(Work order)
Print out each entry below exactly, please.

(Records provided)

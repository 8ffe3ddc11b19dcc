use std::{
    net::SocketAddr,
    sync::{
        Arc, Mutex,
        atomic::{AtomicBool, AtomicU16, AtomicU64, AtomicUsize, Ordering},
    },
    time::Duration,
};

use axum::{
    Router,
    extract::{
        State,
        ws::{Message, WebSocket, WebSocketUpgrade},
    },
    http::{Method, StatusCode, Uri, header},
    response::{IntoResponse, Response},
    routing::get,
};
use serde_json::Value;
use tokio::sync::broadcast;

use tagfleet_sync::{EngineConfig, config::ReconnectPolicy};

/// One request received on a command endpoint.
#[derive(Debug, Clone)]
pub struct Recorded {
    pub method: Method,
    pub path: String,
    pub body: Option<Value>,
}

struct Inner {
    devices_body: Mutex<String>,
    devices_status: AtomicU16,
    devices_delay_ms: AtomicU64,
    devices_hits: AtomicUsize,
    command_status: AtomicU16,
    command_body: Mutex<String>,
    commands: Mutex<Vec<Recorded>>,
    ws_connections: AtomicUsize,
    ws_reject: AtomicBool,
    ws_close_immediately: AtomicBool,
    push: broadcast::Sender<String>,
}

/// In-process game server: `GET /api/devices`, a `/ws` push channel and a catch-all
/// command endpoint that records what it receives.
pub struct MockServer {
    pub addr: SocketAddr,
    inner: Arc<Inner>,
    _handle: tokio::task::JoinHandle<()>,
}

impl MockServer {
    pub async fn start() -> Self {
        let (push, _rx) = broadcast::channel(64);
        let inner = Arc::new(Inner {
            devices_body: Mutex::new(r#"{"devices": [], "game": {}}"#.to_string()),
            devices_status: AtomicU16::new(200),
            devices_delay_ms: AtomicU64::new(0),
            devices_hits: AtomicUsize::new(0),
            command_status: AtomicU16::new(200),
            command_body: Mutex::new(String::new()),
            commands: Mutex::new(Vec::new()),
            ws_connections: AtomicUsize::new(0),
            ws_reject: AtomicBool::new(false),
            ws_close_immediately: AtomicBool::new(false),
            push,
        });

        let app = Router::new()
            .route("/api/devices", get(devices))
            .route("/ws", get(ws_upgrade))
            .fallback(command)
            .with_state(Arc::clone(&inner));

        let listener = tokio::net::TcpListener::bind("127.0.0.1:0").await.unwrap();
        let addr = listener.local_addr().unwrap();
        let handle = tokio::spawn(async move {
            axum::serve(listener, app).await.unwrap();
        });

        tokio::time::sleep(Duration::from_millis(20)).await;

        Self {
            addr,
            inner,
            _handle: handle,
        }
    }

    pub fn base_url(&self) -> String {
        format!("http://{}", self.addr)
    }

    /// Engine config pointing at this server with short delays.
    pub fn config(&self) -> EngineConfig {
        let mut config = EngineConfig::new(self.base_url());
        config.reconnect = ReconnectPolicy::fixed(Duration::from_millis(50));
        config.fetch_timeout = Duration::from_secs(2);
        config.command_timeout = Duration::from_secs(2);
        config.tick_interval = Duration::from_millis(20);
        config
    }

    pub fn set_devices_body(&self, body: impl Into<String>) {
        *self.inner.devices_body.lock().unwrap() = body.into();
    }

    pub fn set_devices_status(&self, status: u16) {
        self.inner.devices_status.store(status, Ordering::SeqCst);
    }

    pub fn set_devices_delay(&self, delay: Duration) {
        self.inner
            .devices_delay_ms
            .store(delay.as_millis() as u64, Ordering::SeqCst);
    }

    pub fn devices_hits(&self) -> usize {
        self.inner.devices_hits.load(Ordering::SeqCst)
    }

    pub fn set_command_response(&self, status: u16, body: impl Into<String>) {
        self.inner.command_status.store(status, Ordering::SeqCst);
        *self.inner.command_body.lock().unwrap() = body.into();
    }

    pub fn commands(&self) -> Vec<Recorded> {
        self.inner.commands.lock().unwrap().clone()
    }

    pub fn ws_connections(&self) -> usize {
        self.inner.ws_connections.load(Ordering::SeqCst)
    }

    /// Answer `/ws` with 404 instead of upgrading.
    pub fn reject_ws(&self, reject: bool) {
        self.inner.ws_reject.store(reject, Ordering::SeqCst);
    }

    /// Close every push connection right after the upgrade.
    pub fn close_ws_immediately(&self, close: bool) {
        self.inner
            .ws_close_immediately
            .store(close, Ordering::SeqCst);
    }

    /// Send a text frame to every connected push client.
    pub fn push_text(&self, text: impl Into<String>) -> usize {
        self.inner.push.send(text.into()).unwrap_or(0)
    }

    pub fn push(&self, message: &Value) -> usize {
        self.push_text(message.to_string())
    }
}

async fn devices(State(inner): State<Arc<Inner>>) -> Response {
    inner.devices_hits.fetch_add(1, Ordering::SeqCst);
    let delay = inner.devices_delay_ms.load(Ordering::SeqCst);
    if delay > 0 {
        tokio::time::sleep(Duration::from_millis(delay)).await;
    }
    let status = StatusCode::from_u16(inner.devices_status.load(Ordering::SeqCst))
        .unwrap_or(StatusCode::INTERNAL_SERVER_ERROR);
    let body = inner.devices_body.lock().unwrap().clone();
    (status, [(header::CONTENT_TYPE, "application/json")], body).into_response()
}

async fn command(
    State(inner): State<Arc<Inner>>,
    method: Method,
    uri: Uri,
    body: String,
) -> Response {
    inner.commands.lock().unwrap().push(Recorded {
        method,
        path: uri.path().to_string(),
        body: serde_json::from_str(&body).ok(),
    });
    let status = StatusCode::from_u16(inner.command_status.load(Ordering::SeqCst))
        .unwrap_or(StatusCode::INTERNAL_SERVER_ERROR);
    let body = inner.command_body.lock().unwrap().clone();
    (status, body).into_response()
}

async fn ws_upgrade(State(inner): State<Arc<Inner>>, ws: WebSocketUpgrade) -> Response {
    if inner.ws_reject.load(Ordering::SeqCst) {
        return StatusCode::NOT_FOUND.into_response();
    }
    inner.ws_connections.fetch_add(1, Ordering::SeqCst);
    let rx = inner.push.subscribe();
    let close = inner.ws_close_immediately.load(Ordering::SeqCst);
    ws.on_upgrade(move |socket| serve_socket(socket, rx, close))
}

async fn serve_socket(mut socket: WebSocket, mut rx: broadcast::Receiver<String>, close: bool) {
    if close {
        let _ = socket.send(Message::Close(None)).await;
        return;
    }

    loop {
        tokio::select! {
            outbound = rx.recv() => match outbound {
                Ok(text) => {
                    if socket.send(Message::Text(text.into())).await.is_err() {
                        break;
                    }
                }
                Err(broadcast::error::RecvError::Lagged(_)) => continue,
                Err(broadcast::error::RecvError::Closed) => break,
            },
            inbound = socket.recv() => match inbound {
                Some(Ok(Message::Close(_))) | Some(Err(_)) | None => break,
                Some(Ok(_)) => {}
            },
        }
    }
}

/// Poll `condition` every 10 ms until it holds; panics after `timeout`.
pub async fn wait_until(timeout: Duration, mut condition: impl FnMut() -> bool) {
    let deadline = tokio::time::Instant::now() + timeout;
    while !condition() {
        assert!(
            tokio::time::Instant::now() < deadline,
            "condition not met within {timeout:?}"
        );
        tokio::time::sleep(Duration::from_millis(10)).await;
    }
}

(Solution to this problem)
repository 8ffe3ddc11b19dcc
use std::{
    net::SocketAddr,
    sync::{
        Arc, Mutex,
        atomic::{AtomicBool, AtomicU16, AtomicU64, AtomicUsize, Ordering},
    },
    time::Duration,
};

use axum::{
    Router,
    extract::{
        State,
        ws::{Message, WebSocket, WebSocketUpgrade},
    },
    http::{Method, StatusCode, Uri, header},
    response::{IntoResponse, Response},
    routing::get,
};
use serde_json::Value;
use tokio::sync::broadcast;

use tagfleet_sync::{EngineConfig, config::ReconnectPolicy};

/// One request received on a command endpoint.
#[derive(Debug, Clone)]
pub struct Recorded {
    pub method: Method,
    pub path: String,
    pub body: Option<Value>,
}

struct Inner {
    devices_body: Mutex<String>,
    devices_status: AtomicU16,
    devices_delay_ms: AtomicU64,
    devices_hits: AtomicUsize,
    command_status: AtomicU16,
    command_body: Mutex<String>,
    commands: Mutex<Vec<Recorded>>,
    ws_connections: AtomicUsize,
    ws_reject: AtomicBool,
    ws_close_immediately: AtomicBool,
    push: broadcast::Sender<String>,
}

/// In-process game server: `GET /api/devices`, a `/ws` push channel and a catch-all
/// command endpoint that records what it receives.
pub struct MockServer {
    pub addr: SocketAddr,
    inner: Arc<Inner>,
    _handle: tokio::task::JoinHandle<()>,
}

impl MockServer {
    pub async fn start() -> Self {
        let (push, _rx) = broadcast::channel(64);
        let inner = Arc::new(Inner {
            devices_body: Mutex::new(r#"{"devices": [], "game": {}}"#.to_string()),
            devices_status: AtomicU16::new(200),
            devices_delay_ms: AtomicU64::new(0),
            devices_hits: AtomicUsize::new(0),
            command_status: AtomicU16::new(200),
            command_body: Mutex::new(String::new()),
            commands: Mutex::new(Vec::new()),
            ws_connections: AtomicUsize::new(0),
            ws_reject: AtomicBool::new(false),
            ws_close_immediately: AtomicBool::new(false),
            push,
        });

        let app = Router::new()
            .route("/api/devices", get(devices))
            .route("/ws", get(ws_upgrade))
            .fallback(command)
            .with_state(Arc::clone(&inner));

        let listener = tokio::net::TcpListener::bind("127.0.0.1:0").await.unwrap();
        let addr = listener.local_addr().unwrap();
        let handle = tokio::spawn(async move {
            axum::serve(listener, app).await.unwrap();
        });

        tokio::time::sleep(Duration::from_millis(20)).await;

        Self {
            addr,
            inner,
            _handle: handle,
        }
    }

    pub fn base_url(&self) -> String {
        format!("http://{}", self.addr)
    }

    /// Engine config pointing at this server with short delays.
    pub fn config(&self) -> EngineConfig {
        let mut config = EngineConfig::new(self.base_url());
        config.reconnect = ReconnectPolicy::fixed(Duration::from_millis(50));
        config.fetch_timeout = Duration::from_secs(2);
        config.command_timeout = Duration::from_secs(2);
        config.tick_interval = Duration::from_millis(20);
        config
    }

    pub fn set_devices_body(&self, body: impl Into<String>) {
        *self.inner.devices_body.lock().unwrap() = body.into();
    }

    pub fn set_devices_status(&self, status: u16) {
        self.inner.devices_status.store(status, Ordering::SeqCst);
    }

    pub fn set_devices_delay(&self, delay: Duration) {
        self.inner
            .devices_delay_ms
            .store(delay.as_millis() as u64, Ordering::SeqCst);
    }

    pub fn devices_hits(&self) -> usize {
        self.inner.devices_hits.load(Ordering::SeqCst)
    }

    pub fn set_command_response(&self, status: u16, body: impl Into<String>) {
        self.inner.command_status.store(status, Ordering::SeqCst);
        *self.inner.command_body.lock().unwrap() = body.into();
    }

    pub fn commands(&self) -> Vec<Recorded> {
        self.inner.commands.lock().unwrap().clone()
    }

    pub fn ws_connections(&self) -> usize {
        self.inner.ws_connections.load(Ordering::SeqCst)
    }

    /// Answer `/ws` with 404 instead of upgrading.
    pub fn reject_ws(&self, reject: bool) {
        self.inner.ws_reject.store(reject, Ordering::SeqCst);
    }

    /// Close every push connection right after the upgrade.
    pub fn close_ws_immediately(&self, close: bool) {
        self.inner
            .ws_close_immediately
            .store(close, Ordering::SeqCst);
    }

    /// Send a text frame to every connected push client.
    pub fn push_text(&self, text: impl Into<String>) -> usize {
        self.inner.push.send(text.into()).unwrap_or(0)
    }

    pub fn push(&self, message: &Value) -> usize {
        self.push_text(message.to_string())
    }
}

async fn devices(State(inner): State<Arc<Inner>>) -> Response {
    inner.devices_hits.fetch_add(1, Ordering::SeqCst);
    let delay = inner.devices_delay_ms.load(Ordering::SeqCst);
    if delay > 0 {
        tokio::time::sleep(Duration::from_millis(delay)).await;
    }
    let status = StatusCode::from_u16(inner.devices_status.load(Ordering::SeqCst))
        .unwrap_or(StatusCode::INTERNAL_SERVER_ERROR);
    let body = inner.devices_body.lock().unwrap().clone();
    (status, [(header::CONTENT_TYPE, "application/json")], body).into_response()
}

async fn command(
    State(inner): State<Arc<Inner>>,
    method: Method,
    uri: Uri,
    body: String,
) -> Response {
    inner.commands.lock().unwrap().push(Recorded {
        method,
        path: uri.path().to_string(),
        body: serde_json::from_str(&body).ok(),
    });
    let status = StatusCode::from_u16(inner.command_status.load(Ordering::SeqCst))
        .unwrap_or(StatusCode::INTERNAL_SERVER_ERROR);
    let body = inner.command_body.lock().unwrap().clone();
    (status, body).into_response()
}

async fn ws_upgrade(State(inner): State<Arc<Inner>>, ws: WebSocketUpgrade) -> Response {
    if inner.ws_reject.load(Ordering::SeqCst) {
        return StatusCode::NOT_FOUND.into_response();
    }
    inner.ws_connections.fetch_add(1, Ordering::SeqCst);
    let rx = inner.push.subscribe();
    let close = inner.ws_close_immediately.load(Ordering::SeqCst);
    ws.on_upgrade(move |socket| serve_socket(socket, rx, close))
}

async fn serve_socket(mut socket: WebSocket, mut rx: broadcast::Receiver<String>, close: bool) {
    if close {
        let _ = socket.send(Message::Close(None)).await;
        return;
    }

    loop {
        tokio::select! {
            outbound = rx.recv() => match outbound {
                Ok(text) => {
                    if socket.send(Message::Text(text.into())).await.is_err() {
                        break;
                    }
                }
                Err(broadcast::error::RecvError::Lagged(_)) => continue,
                Err(broadcast::error::RecvError::Closed) => break,
            },
            inbound = socket.recv() => match inbound {
                Some(Ok(Message::Close(_))) | Some(Err(_)) | None => break,
                Some(Ok(_)) => {}
            },
        }
    }
}

/// Poll `condition` every 10 ms until it holds; panics after `timeout`.
pub async fn wait_until(timeout: Duration, mut condition: impl FnMut() -> bool) {
    let deadline = tokio::time::Instant::now() + timeout;
    while !condition() {
        assert!(
            tokio::time::Instant::now() < deadline,
            "condition not met within {timeout:?}"
        );
        tokio::time::sleep(Duration::from_millis(10)).await;
    }
}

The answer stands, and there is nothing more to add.